Ao longo dos séculos a discussão em
torno do mistério mariano fez com que se projetasse sobre ele luzes de
tonalidades diferentes que ora iluminavam sua pessoa, outras obscureciam e
empobreciam. O nosso tempo não é diferente. Há uma variedade de sentimentos que
se mesclam de luzes e sombras. A CNBB nos propõe para esse ano uma releitura
dos documentos oficiais da Igreja no que tange a figura de Maria no mistério
salvífico, tanto que há um projeto de republicações para provocar novo
interesse na beleza dos diversos posicionamentos eclesial.

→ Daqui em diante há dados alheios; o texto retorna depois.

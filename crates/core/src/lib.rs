pub mod config;
pub mod domain;
pub mod errors;
pub mod funnel;
pub mod sales;

pub use domain::conversation::{Message, Role, Transcript};
pub use domain::customer::CustomerProfile;
pub use domain::product::{Product, ProductCategory, ProductId};
pub use errors::{ApplicationError, DomainError, InterfaceError};
pub use funnel::{
    IntentClassifier, SelectionInput, SignalKind, SignalPatterns, SignalSet, Stage, StageDecision,
    StageRule, StageRuleId, StageSelector,
};
pub use sales::{
    BuiltinCatalog, Catalog, CatalogSource, JsonFileCatalog, OfferPricing, ProductMatcher,
};
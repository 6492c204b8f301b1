use std::ops::RangeInclusive;
use std::sync::atomic::{AtomicUsize, Ordering};

use rand::Rng;

/// Source of the one non-deterministic value in a reply.
pub trait RandomSource: Send + Sync {
    /// Returns an integer inside `range` (both ends inclusive).
    fn next_in_range(&self, range: RangeInclusive<u32>) -> u32;
}

/// Uniform draw from the thread-local generator.
#[derive(Clone, Copy, Debug, Default)]
pub struct ThreadRandom;

impl RandomSource for ThreadRandom {
    fn next_in_range(&self, range: RangeInclusive<u32>) -> u32 {
        if range.is_empty() {
            return *range.start();
        }
        rand::thread_rng().gen_range(range)
    }
}

/// Always yields the same value, clamped into the requested range.
#[derive(Clone, Copy, Debug)]
pub struct FixedRandom(pub u32);

impl RandomSource for FixedRandom {
    fn next_in_range(&self, range: RangeInclusive<u32>) -> u32 {
        clamp(self.0, &range)
    }
}

/// Cycles through a fixed list of values, clamping each into the requested range.
#[derive(Debug)]
pub struct SequenceRandom {
    values: Vec<u32>,
    cursor: AtomicUsize,
}

impl SequenceRandom {
    pub fn new(values: Vec<u32>) -> Self {
        Self { values, cursor: AtomicUsize::new(0) }
    }
}

impl RandomSource for SequenceRandom {
    fn next_in_range(&self, range: RangeInclusive<u32>) -> u32 {
        if self.values.is_empty() {
            return *range.start();
        }
        let index = self.cursor.fetch_add(1, Ordering::Relaxed) % self.values.len();
        clamp(self.values[index], &range)
    }
}

fn clamp(value: u32, range: &RangeInclusive<u32>) -> u32 {
    value.clamp(*range.start(), (*range.end()).max(*range.start()))
}
use rust_decimal::prelude::ToPrimitive;
use rust_decimal::Decimal;
use serde::{Deserialize, Serialize};

use crate::domain::product::Product;

/// Multiple of the list price quoted as the "do it yourself" anchor.
pub const ANCHOR_MULTIPLE: u64 = 3;

#[derive(Clone, Copy, Debug, PartialEq, Eq, Serialize, Deserialize)]
pub struct OfferPricing {
    pub list_price: u32,
    pub discounted_price: u32,
    pub anchor_price: u64,
}

impl OfferPricing {
    pub fn for_product(product: &Product) -> Self {
        Self {
            list_price: product.price,
            discounted_price: discounted_price(product.price),
            anchor_price: anchor_price(product.price),
        }
    }
}

/// Share of the list price the customer pays on the special offer (70%).
pub fn offer_rate() -> Decimal {
    Decimal::new(7, 1)
}

/// `floor(price * 0.7)`, computed exactly.
pub fn discounted_price(price: u32) -> u32 {
    (Decimal::from(price) * offer_rate()).floor().to_u32().unwrap_or_default()
}

pub fn anchor_price(price: u32) -> u64 {
    u64::from(price) * ANCHOR_MULTIPLE
}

A Lumem Gentium (documento do Vaticano
II), no capítulo VIII nos apresenta uma síntese e extensa e ao mesmo tempo
completa da doutrina católica sobre Maria, situando-a no lugar mais teológico
mais adequado e verdadeiro: o mistério de Cristo e da Igreja. Esse documento é
responsável pela renovação da devoção mariana na Igreja. Em sua esteira veio a Marialis Cultus de Paulo VI, para uma
reta compreensão “do desenvolvimento do Culto à Santíssima Virgem”. Entre os
aspectos bíblicos e teológicos, busca-se reordenar a parte litúrgica das
memórias, festas e solenidades marianas.
Nos últimos tempos João Paulo II
deu especial incentivo a devoção mariana, particularmente por seu próprio lema
pontifício: “Totus tuus” (Todo teu)
que nos revela um profundo amor pessoal e um verdadeiro programa pastoral. Recomendo
a leitura da “Redempetoris Mater” (A
Mãe do Redentor), de João Paulo II sobre ‘a Bem-aventurada Virgem Maria na vida
da Igreja que está a caminho’.
O Vaticano II chamou nossa atenção
para o valor da religiosidade popular e também na reordenação dessa para uma
centralidade em Cristo. O nosso
continente tem presente de maneira bem acentuada a religiosidade na devoção
mariana e reconhece a força de evangelização que essa traz consigo. Os
documentos produzidos em nossas conferências trazem esse selo mariano de uma
herança e de um instrumento valioso para a evangelização dos nossos povos no
encontro com Deus e com o outro, mesmo na consciência de que as manifestações
religiosas em torno de Maria ainda careçam de uma purificação e aprofundamento.
Por parte de muitos cristãos há um
certo temor que a devoção mariana nos afaste do essencial: Cristo. Desviando a
nossa atenção para coisas secundárias, levando-nos, talvez, a uma vivência
devocional intimista que nos tira dos verdadeiros problemas do mundo e da
humanidade de hoje. “Diante de enfoques falsos, muitas vezes brotam com razão
numerosos preconceitos com relação à figura de Maria. De fato, existem
perspectivas que deformam e caricaturam sua imagem, arrancando-a do mundo real
para convertê-la numa princesa de um conto de fadas ou num ser inacessível e
sobre-humano. Surge, então, a tentação de rejeitar categoricamente tudo que se
refere a Maria” (Angel L. Strada, in Maria: um exemplo de mulher).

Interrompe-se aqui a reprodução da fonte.